Monthly eNewsletter from the IADC

IADC Comments on U.S. Gulf of Mexico Fishery Management Council’s Proposed Amendments

The Gulf of Mexico Fishery Management Council (“the Gulf Council”) was established to encourage local-level participation and representation in the development of fishery management plans (FMPs) in the U.S. federal waters of the Gulf of Mexico (GoM). Altogether, there are 7 fishery management plans.

The Essential Fish Habitat (EFH) provisions within the 1996 Magnuson-Stevens Act describe the components of the habitat that are considered essential, including habitat types and distribution, predator-prey relationships, impacts factors resultant from losses, conservation, & enhancement efforts, and recommendations to minimize impacts from non-fishing threats.

Recently, the Gulf Council began their initial phase of development involving a public comment period pertaining to the Generic EFH Amendment for Modifying All Gulf of Mexico Fishery Management Plans (Amendment 5).

Along with the Offshore Operators Committee (OOC), IADC joined API, National Offshore Industries Association (NOIA), Louisiana Midcontinent Oil & Gas Association (LMOGA), and the International Association of Geophysical Contractors (IAGC) to express a shared concern for amendments to be developed related to the accounting and assessment of non-fishing activities in the GoM when engaging Gulf Council habitat initiatives.
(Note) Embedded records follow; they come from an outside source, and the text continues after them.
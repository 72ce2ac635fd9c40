//! Dimuon Cut-flow Tool - 主程序入口
//!
//! 纯流程控制器，负责协调各个工具模块完成截断流分析任务。

use dimuon_cutflow::{
    error::{AnalysisError, ErrorCategory},
    tools::{self, AppConfig, BatchOutcome},
};
use std::path::PathBuf;
use std::process;

/// 错误退出码定义
mod exit_codes {
    /// 通用错误（I/O等）
    pub const GENERAL_ERROR: i32 = 1;
    /// 输入错误（参数、记录格式、奇数记录）
    pub const INPUT_ERROR: i32 = 2;
    /// 配置错误
    pub const CONFIG_ERROR: i32 = 3;
    /// 资源/并发错误
    pub const RESOURCE_ERROR: i32 = 5;
}

/// 获取错误建议文本
fn get_error_suggestion(error: &AnalysisError) -> &'static str {
    match error {
        AnalysisError::InvalidInput(_) => {
            "检查命令行参数是否正确，使用 --help 查看完整用法 / Check command-line arguments, use --help to see full usage"
        }
        AnalysisError::ResourceError(_) => {
            "资源不可用，尝试 --serial 串行模式或降低并发度 / Resource unavailable, try --serial or lower --parallel-files"
        }
        _ => match ErrorCategory::from_analysis_error(error) {
            ErrorCategory::Parse => {
                "记录应为3、4或至少10个数值字段，检查 --delimiter 与通道预设 / Records need 3, 4 or 10+ numeric fields; check --delimiter and channel"
            }
            ErrorCategory::Structure => {
                "事例日志必须由成对的记录组成，检查文件是否被截断 / Event log must contain whole pairs; check for truncation"
            }
            ErrorCategory::Io => {
                "检查文件路径是否正确，文件是否存在且可读 / Check that the path exists and is readable"
            }
            ErrorCategory::Config => {
                "检查通道配置（质量范围、bin数、分bin参数） / Check channel configuration"
            }
            ErrorCategory::Other => "请检查输入文件和参数设置 / Please check input and parameters",
        },
    }
}

/// 错误处理和建议
fn handle_error(error: AnalysisError) -> ! {
    eprintln!("[ERROR] 错误 / Error: {error}");
    eprintln!("[INFO] 建议 / Suggestion: {}", get_error_suggestion(&error));

    let exit_code = match &error {
        AnalysisError::InvalidInput(_) => exit_codes::INPUT_ERROR,
        AnalysisError::ResourceError(_) => exit_codes::RESOURCE_ERROR,
        _ => match ErrorCategory::from_analysis_error(&error) {
            ErrorCategory::Parse | ErrorCategory::Structure => exit_codes::INPUT_ERROR,
            ErrorCategory::Config => exit_codes::CONFIG_ERROR,
            ErrorCategory::Io | ErrorCategory::Other => exit_codes::GENERAL_ERROR,
        },
    };

    process::exit(exit_code);
}

/// 批量处理事例日志
fn process_batch_mode(config: &AppConfig) -> Result<(), AnalysisError> {
    let event_files = tools::scan_event_files(&config.input_path)?;
    tools::show_scan_results(config, &event_files);

    if event_files.is_empty() {
        return Ok(());
    }

    let outcome = match config.parallel_files {
        None => tools::process_batch_serial(&event_files, config)?,
        Some(degree) => {
            let actual_degree =
                tools::utils::effective_parallel_degree(degree, Some(event_files.len()));

            if actual_degree == 1 {
                if config.verbose {
                    println!("[INFO] 并发度为1，使用串行模式 / Parallelism=1, using serial mode");
                }
                tools::process_batch_serial(&event_files, config)?
            } else {
                match tools::process_batch_parallel(&event_files, config, actual_degree) {
                    Ok(outcome) => outcome,
                    Err(e) => {
                        eprintln!("[WARNING] 并行处理失败 / Parallel processing failed: {e}，回退到串行模式 / fallback to serial");
                        tools::process_batch_serial(&event_files, config)?
                    }
                }
            }
        }
    };

    finish_batch(config, &event_files, outcome)
}

/// 批量收尾：单文件目录直接输出单独报告，多文件写批量汇总
fn finish_batch(
    config: &AppConfig,
    event_files: &[PathBuf],
    outcome: BatchOutcome,
) -> Result<(), AnalysisError> {
    if event_files.len() == 1 {
        if let (Some(merged), Some(file)) = (&outcome.merged, outcome.files.first()) {
            // 报告自动保存在该事例日志旁边
            let file_config = AppConfig {
                input_path: file.path.clone(),
                ..config.clone()
            };
            return tools::output_results(merged, &file.path, &file_config, true);
        }
        println!("[FAIL] 单文件处理失败 / Single file failed");
        return Ok(());
    }

    let output_path = tools::finalize_and_write_batch_output(config, event_files, &outcome)?;
    tools::show_batch_completion_info(&output_path, &outcome.stats);
    Ok(())
}

/// 单文件处理模式
fn process_single_mode(config: &AppConfig) -> Result<(), AnalysisError> {
    let analysis = tools::process_event_file(&config.input_path, config)?;
    tools::output_results(&analysis, &config.input_path, config, false)
}

/// 应用程序主逻辑（便于测试和复用）
fn run() -> Result<(), AnalysisError> {
    let config = tools::parse_args()?;
    tools::show_startup_info(&config);

    if config.is_batch_mode() {
        process_batch_mode(&config)?;
    } else {
        process_single_mode(&config)?;
    }

    tools::show_completion_info(&config);
    Ok(())
}

fn main() {
    if let Err(error) = run() {
        handle_error(error);
    }
}
//! 工具函数模块
//!
//! 提供文件路径处理和并发度计算等通用工具函数。

use super::constants::parallel_limits::{MAX_PARALLEL_DEGREE, MIN_PARALLEL_DEGREE};

/// 文件路径处理工具函数
pub mod path {
    use std::path::Path;

    /// 提取文件名（返回String，用于日志显示）
    #[inline]
    pub fn extract_filename_lossy(path: &Path) -> String {
        path.file_name()
            .unwrap_or_default()
            .to_string_lossy()
            .to_string()
    }

    /// 提取文件stem（不含扩展名）
    #[inline]
    pub fn extract_file_stem_string(path: &Path) -> String {
        path.file_stem()
            .and_then(|stem| stem.to_str())
            .unwrap_or("events")
            .to_string()
    }

    /// 获取父目录，如果不存在则返回当前目录
    #[inline]
    pub fn get_parent_dir(path: &Path) -> &Path {
        match path.parent() {
            Some(parent) if !parent.as_os_str().is_empty() => parent,
            _ => Path::new("."),
        }
    }

    /// 扩展名是否在支持列表中（大小写不敏感）
    pub fn has_extension(path: &Path, extensions: &[&str]) -> bool {
        path.extension()
            .and_then(|ext| ext.to_str())
            .map(|ext| extensions.contains(&ext.to_lowercase().as_str()))
            .unwrap_or(false)
    }
}

/// 计算实际并发度
///
/// 请求值限制在 [1, 16] 内，且不超过待处理文件数。
pub fn effective_parallel_degree(requested: usize, file_count: Option<usize>) -> usize {
    let clamped = requested.clamp(MIN_PARALLEL_DEGREE, MAX_PARALLEL_DEGREE);
    match file_count {
        Some(count) => clamped.min(count.max(MIN_PARALLEL_DEGREE)),
        None => clamped,
    }
}

// 重新导出为平级函数
pub use path::{extract_file_stem_string, extract_filename_lossy, get_parent_dir, has_extension};
#[cfg(test)]
mod tests {
    use super::*;
    use crate::core::particle::{EventTag, ParticleFields};
    use std::f64::consts::PI;

    fn muon(pt: f64, phi: f64, charge: i32) -> Particle {
        Particle::new(ParticleFields {
            pt,
            theta: Particle::theta_from_eta(0.3),
            phi,
            mass: 0.105_658,
            charge,
            chambers: 20,
            pixel_hits: 3,
            strip_hits: 12,
            chi2_per_ndof: 1.2,
            isolation: 1.0,
        })
    }

    /// 混合接受与各类拒绝的粒子对序列
    fn mixed_pairs() -> Vec<(Particle, Particle)> {
        (0..90)
            .map(|i| {
                let pt = 20.0 + (i % 30) as f64 * 1.1;
                let charge = if i % 7 == 0 { -1 } else { 1 };
                (muon(pt, 0.1, 1), muon(pt, 0.1 + PI - (i % 4) as f64 * 0.9, -charge))
            })
            .collect()
    }

    fn run(pairs: &[(Particle, Particle)]) -> CutflowAnalysis {
        let mut analysis = CutflowAnalysis::new(ChannelConfig::z(), ClassifierMode::Normal).unwrap();
        for (a, b) in pairs {
            analysis.record(a, b);
        }
        analysis
    }

    #[test]
    fn test_filters_laid_out_in_grid() {
        let analysis = CutflowAnalysis::new(ChannelConfig::jpsi(), ClassifierMode::Normal).unwrap();
        let titles: Vec<_> = analysis.filters().iter_grid().map(|(name, _)| name).collect();
        let expected: Vec<_> = Bucket::ALL.iter().map(|b| b.key()).collect();
        assert_eq!(titles, expected);
    }

    #[test]
    fn test_invalid_config_rejected() {
        let config = ChannelConfig {
            n_bins: 0,
            ..ChannelConfig::z()
        };
        assert!(CutflowAnalysis::new(config, ClassifierMode::Normal).is_err());
    }

    #[test]
    fn test_pairs_equal_accepted_plus_buckets() {
        let analysis = run(&mixed_pairs());
        assert_eq!(analysis.pairs(), 90);
        assert_eq!(
            analysis.pairs(),
            analysis.accepted_count() + analysis.rejected_count()
        );
        assert!(analysis.accepted_count() > 0);
        assert!(analysis.bucket_count(Bucket::SameCharge) > 0);

        // 全谱接收每一个对（越界的除外）
        assert_eq!(
            analysis.spectrum().entries() + analysis.spectrum().out_of_range(),
            90
        );
    }

    #[test]
    fn test_merge_equals_sequential() {
        let pairs = mixed_pairs();
        let sequential = run(&pairs);

        let (head, tail) = pairs.split_at(37);
        let mut merged = run(tail);
        merged.merge(&run(head)).unwrap();

        assert_eq!(merged.readout(), sequential.readout());
    }

    #[test]
    fn test_merge_rejects_different_channel() {
        let mut z = CutflowAnalysis::new(ChannelConfig::z(), ClassifierMode::Normal).unwrap();
        let jpsi = CutflowAnalysis::new(ChannelConfig::jpsi(), ClassifierMode::Normal).unwrap();
        assert!(z.merge(&jpsi).is_err());

        let tnp = CutflowAnalysis::new(ChannelConfig::z(), ClassifierMode::TagAndProbe).unwrap();
        assert!(z.merge(&tnp).is_err());
    }

    #[test]
    fn test_readout_merge_matches_analysis_merge() {
        let pairs = mixed_pairs();
        let (head, tail) = pairs.split_at(50);

        let mut readout = run(head).readout();
        readout.merge(&run(tail).readout()).unwrap();

        assert_eq!(readout, run(&pairs).readout());
    }

    #[test]
    fn test_readout_merge_rejects_other_binning() {
        let mut z = run(&mixed_pairs()).readout();
        let jpsi = CutflowAnalysis::new(ChannelConfig::jpsi(), ClassifierMode::Normal)
            .unwrap()
            .readout();
        let err = z.merge(&jpsi).unwrap_err();
        assert!(matches!(err, AnalysisError::ConfigError(_)));
    }

    #[test]
    fn test_readout_triple() {
        let analysis = run(&mixed_pairs());
        let readout = analysis.readout();

        assert_eq!(readout.bin_contents.len(), 21);
        assert_eq!(readout.bin_edges.len(), 22);
        assert_eq!(readout.poisson_errors.len(), 21);
        assert_eq!(readout.bin_contents.iter().sum::<u64>(), readout.accepted);
        assert_eq!(readout.rejected() + readout.accepted, readout.pairs);
        assert!(readout.tag_and_probe.is_none());

        let json = serde_json::to_string(&readout).unwrap();
        let back: AnalysisReadout = serde_json::from_str(&json).unwrap();
        assert_eq!(back.buckets.len(), 9);
        assert_eq!(back.pairs, readout.pairs);
    }

    #[test]
    fn test_w_channel_series_tally() {
        let mut analysis = CutflowAnalysis::new(ChannelConfig::w(), ClassifierMode::Normal).unwrap();
        let neutrino = Particle::massless(40.0, PI, 0.0);
        analysis.record(&muon(40.0, 0.0, 1), &neutrino);
        analysis.record(&muon(40.0, 0.0, 1), &neutrino);
        analysis.record(&muon(40.0, 0.0, -1), &neutrino);

        assert_eq!(analysis.series_counts().get("positive"), Some(&2));
        assert_eq!(analysis.series_counts().get("negative"), Some(&1));
        assert_eq!(analysis.accepted_histogram().entries(), 3);
    }

    #[test]
    fn test_tag_and_probe_counts() {
        let mut analysis =
            CutflowAnalysis::new(ChannelConfig::z(), ClassifierMode::TagAndProbe).unwrap();
        let good = muon(45.6, 0.2, 1);
        let partner = muon(45.6, 0.2 + PI, -1);
        let bad = Particle::new(ParticleFields {
            chi2_per_ndof: 40.0,
            ..*partner.fields()
        });

        analysis.record(&good, &partner);
        analysis.record(&good, &bad);
        assert_eq!(analysis.probe_counts(), (1, 1));

        let readout = analysis.readout();
        assert_eq!(
            readout.tag_and_probe,
            Some(ProbeReadout {
                single_valid: 1,
                double_valid: 1
            })
        );
    }

    #[test]
    fn test_readout_merge_keeps_state_on_bucket_mismatch() {
        let mut readout = run(&mixed_pairs()).readout();
        let before = readout.clone();

        let mut reordered = readout.clone();
        reordered.buckets.swap(0, 1);

        assert!(readout.merge(&reordered).is_err());
        assert_eq!(readout, before);
    }

    #[test]
    fn test_mass_at_window_edge_lands_in_histogram() {
        let a = muon(45.0, 0.2, 1);
        let b = muon(45.0, 0.2 + PI, -1);
        let mass = ChannelConfig::z().reconstruct_mass(&a, &b);

        let config = ChannelConfig {
            min_mass: mass - 10.0,
            max_mass: mass,
            n_bins: 10,
            ..ChannelConfig::z()
        };
        let mut analysis = CutflowAnalysis::new(config, ClassifierMode::Normal).unwrap();
        analysis.record(&a, &b);

        let readout = analysis.readout();
        assert_eq!(readout.accepted, 1);
        assert_eq!(readout.bin_contents.iter().sum::<u64>(), 1);
        assert_eq!(readout.bin_contents[9], 1);
    }

    #[test]
    fn test_run_counts_from_event_tags() {
        let mut analysis = CutflowAnalysis::new(ChannelConfig::z(), ClassifierMode::Normal).unwrap();
        let tagged = |run| {
            Particle::with_tag(
                *muon(45.6, 0.2, 1).fields(),
                EventTag {
                    run,
                    ..Default::default()
                },
            )
        };
        let partner = muon(45.6, 0.2 + PI, -1);

        analysis.record(&tagged(163_255), &partner);
        analysis.record(&tagged(163_255), &partner);
        analysis.record(&tagged(146_644), &partner);
        analysis.record(&muon(45.6, 0.2, 1), &partner);

        let runs = analysis.run_counts();
        assert_eq!(runs.get(&163_255), Some(&2));
        assert_eq!(runs.get(&146_644), Some(&1));
        assert_eq!(runs.values().sum::<u64>(), 3);

        let mut readout = analysis.readout();
        readout.merge(&analysis.readout()).unwrap();
        assert_eq!(readout.runs.get(&163_255), Some(&4));
    }
}
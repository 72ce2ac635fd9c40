//! 文件扫描模块
//!
//! 负责扫描目录中的事例日志文件，以及批量汇总报告的生成与写出。

use super::batch_state::BatchStatsSnapshot;
use super::cli::AppConfig;
use super::constants::input::SUPPORTED_EXTENSIONS;
use super::constants::output::{BATCH_REPORT_SUFFIX, REPORT_SUFFIX, TIMESTAMP_FORMAT};
use super::formatter::{self, ExportDocument};
use super::processor::BatchOutcome;
use super::utils;
use crate::error::{AnalysisError, AnalysisResult};
use std::path::{Path, PathBuf};

/// 扫描目录中的事例日志（不递归子目录，按文件名排序）
///
/// 本工具自己写出的报告文件会被跳过。
pub fn scan_event_files(dir_path: &Path) -> AnalysisResult<Vec<PathBuf>> {
    if !dir_path.exists() {
        return Err(AnalysisError::IoError(std::io::Error::new(
            std::io::ErrorKind::NotFound,
            format!("目录不存在: {}", dir_path.display()),
        )));
    }

    if !dir_path.is_dir() {
        return Err(AnalysisError::InvalidInput(format!(
            "路径不是目录: {}",
            dir_path.display()
        )));
    }

    let mut event_files = Vec::new();
    for entry in std::fs::read_dir(dir_path)? {
        let path = entry?.path();
        if path.is_file()
            && utils::has_extension(&path, SUPPORTED_EXTENSIONS)
            && !is_generated_report(&path)
        {
            event_files.push(path);
        }
    }

    event_files.sort();
    Ok(event_files)
}

fn is_generated_report(path: &Path) -> bool {
    let name = utils::extract_filename_lossy(path);
    name.ends_with(REPORT_SUFFIX) || name.contains(BATCH_REPORT_SUFFIX)
}

/// 显示文件扫描结果
pub fn show_scan_results(config: &AppConfig, event_files: &[PathBuf]) {
    if event_files.is_empty() {
        println!(
            "[WARNING] 在目录 {} 中没有找到事例日志 / No event logs found",
            config.input_path.display()
        );
        println!(
            "   支持的扩展名 / Supported extensions: {}",
            SUPPORTED_EXTENSIONS.join(", ")
        );
        return;
    }

    println!("[INFO] 扫描目录 / Scanning: {}", config.input_path.display());
    println!(
        "[INFO] 找到 {} 个事例日志 / event logs found",
        event_files.len()
    );

    if config.verbose {
        for (i, file) in event_files.iter().enumerate() {
            println!("   {}. {}", i + 1, utils::extract_filename_lossy(file));
        }
    }
    println!();
}

/// 生成批量输出的头部信息
pub fn create_batch_output_header(config: &AppConfig, event_files: &[PathBuf]) -> String {
    let mut output = String::new();

    output.push_str("=====================================\n");
    output.push_str("   Dimuon Cut-flow Batch Report\n");
    output.push_str("   批量分析结果\n");
    output.push_str("=====================================\n\n");

    output.push_str(&format!(
        "通道 / Channel: {} ({})\n",
        config.channel.name,
        config.mode.display_name()
    ));
    output.push_str(&format!("扫描目录 / Directory: {}\n", config.input_path.display()));
    output.push_str(&format!("文件数 / Files: {}\n\n", event_files.len()));

    output.push_str("文件名\tPairs\tAccepted\tRate\tTop cut\n");
    output.push_str("--------------------------------------------------------\n");

    output
}

/// 生成批量输出文件路径
pub fn generate_batch_output_path(config: &AppConfig) -> PathBuf {
    config.output_path.clone().unwrap_or_else(|| {
        let timestamp = chrono::Local::now().format("%Y%m%d_%H%M%S");
        let base_name = utils::extract_filename_lossy(&config.input_path).replace('.', "_");
        let base_name = if base_name.is_empty() {
            "events".to_string()
        } else {
            base_name
        };
        config
            .input_path
            .join(format!("{base_name}{BATCH_REPORT_SUFFIX}_{timestamp}.txt"))
    })
}

/// 组装批量报告并写出（合并读出、可选JSON导出）
///
/// 返回写出的报告路径。
pub fn finalize_and_write_batch_output(
    config: &AppConfig,
    event_files: &[PathBuf],
    outcome: &BatchOutcome,
) -> AnalysisResult<PathBuf> {
    let mut output = create_batch_output_header(config, event_files);

    for file in &outcome.files {
        let name = utils::extract_filename_lossy(&file.path);
        output.push_str(&formatter::format_file_row(&name, &file.readout));
    }
    for files in outcome.stats.error_stats.values() {
        for name in files {
            output.push_str(&format!("{name}\t-\t-\t-\t[FAILED]\n"));
        }
    }
    output.push('\n');

    if let Some(merged) = &outcome.merged {
        let readout = merged.readout();
        let source = format!("{} ({} files)", config.input_path.display(), outcome.files.len());
        output.push_str(&formatter::format_report(&source, &readout));

        if let Some(json_path) = &config.json_path {
            let sources: Vec<PathBuf> = outcome.files.iter().map(|f| f.path.clone()).collect();
            formatter::write_json_export(json_path, &ExportDocument::new(readout, &sources))?;
        }
    }

    output.push('\n');
    output.push_str(&outcome.stats.format_footer());
    output.push_str(&format!(
        "\n生成时间 / Generated: {}\n",
        chrono::Local::now().format(TIMESTAMP_FORMAT)
    ));

    let output_path = generate_batch_output_path(config);
    std::fs::write(&output_path, &output)?;
    Ok(output_path)
}

/// 显示批量处理完成信息
pub fn show_batch_completion_info(output_path: &Path, stats: &BatchStatsSnapshot) {
    println!();
    println!("[INFO] 批量处理完成 / Batch finished");
    println!(
        "   成功处理 / Processed: {} / {} 个文件",
        stats.processed,
        stats.total()
    );
    if stats.failed > 0 {
        println!("   失败文件 / Failed: {} 个", stats.failed);
    }
    println!("   批量汇总 / Report: {}", output_path.display());
}
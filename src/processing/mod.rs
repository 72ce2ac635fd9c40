//! 事例流处理模块
//!
//! 记录解析、粒子对配对、分析状态驱动与进度统计。
//! 单个事例流始终在一个线程内顺序处理；跨文件并行由 tools 层负责。

pub mod analysis;
pub mod event_stream;
pub mod progress;
pub mod record_parser;

// 重新导出公共接口
pub use analysis::{AnalysisReadout, BucketReadout, CutflowAnalysis, ProbeReadout};
pub use event_stream::{EventPair, EventStream, count_records};
pub use progress::{ProgressSnapshot, ProgressTracker};
pub use record_parser::RecordParser;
Specifically, the resulting joint trades letter of these interested parties convey a concerted interest to ensuring that regulatory impact reviews thoroughly consider the variety of marine and subsea activities that currently exist in the U.S. Gulf of Mexico.

The following recommendations are proposed in the joint letter to the Gulf Council:

  • That the GoM Fisheries Management Council include a more comprehensive analysis of the potential impacts to offshore energy development that includes better planning and collaboration with potentially impacted stakeholders
  • Include BOEM consultation to ensure potential impacts to offshore energy development are reasonably considered
  • Ensure the Council weighs the cumulative impacts to all uses of the GoM for any fishing management regulatory amendments being considered

The other related issue addressed in the letter involves the strategy for protection of GoM deep coral reefs. The collective recommendation by the associations to address this issue is to:

  • Ensure any forthcoming plans be developed with input from all GoM stakeholders and based on the best available scientific and economic information

The final concern expressed in this letter is that the Essential Fish Habitat (EFH) Amendment that provides for habitat mapping in the GoM be reliant on the most up-to-date research and technical information so as to avoid erroneous assessments that would unnecessarily impinge on other GoM uses.

IADC issued a media release on this joint trades concern regarding the open comment period for the Essential Fish Habitat (Amendment 5) provisions. IADC President Jason McFarland issued a statement in response:

“The Gulf of Mexico is an important resource for oil and gas production and one that helps fuel the economy. Efforts that restrict oil and gas activity in this region also harm local economic development, eliminating hundreds of thousands of jobs and destroying businesses. IADC continues to support policies that enable safe and efficient drilling activities and urges the Council to perform a thorough analysis of the potential impacts to offshore energy development to avoid unnecessarily impeding development activities.”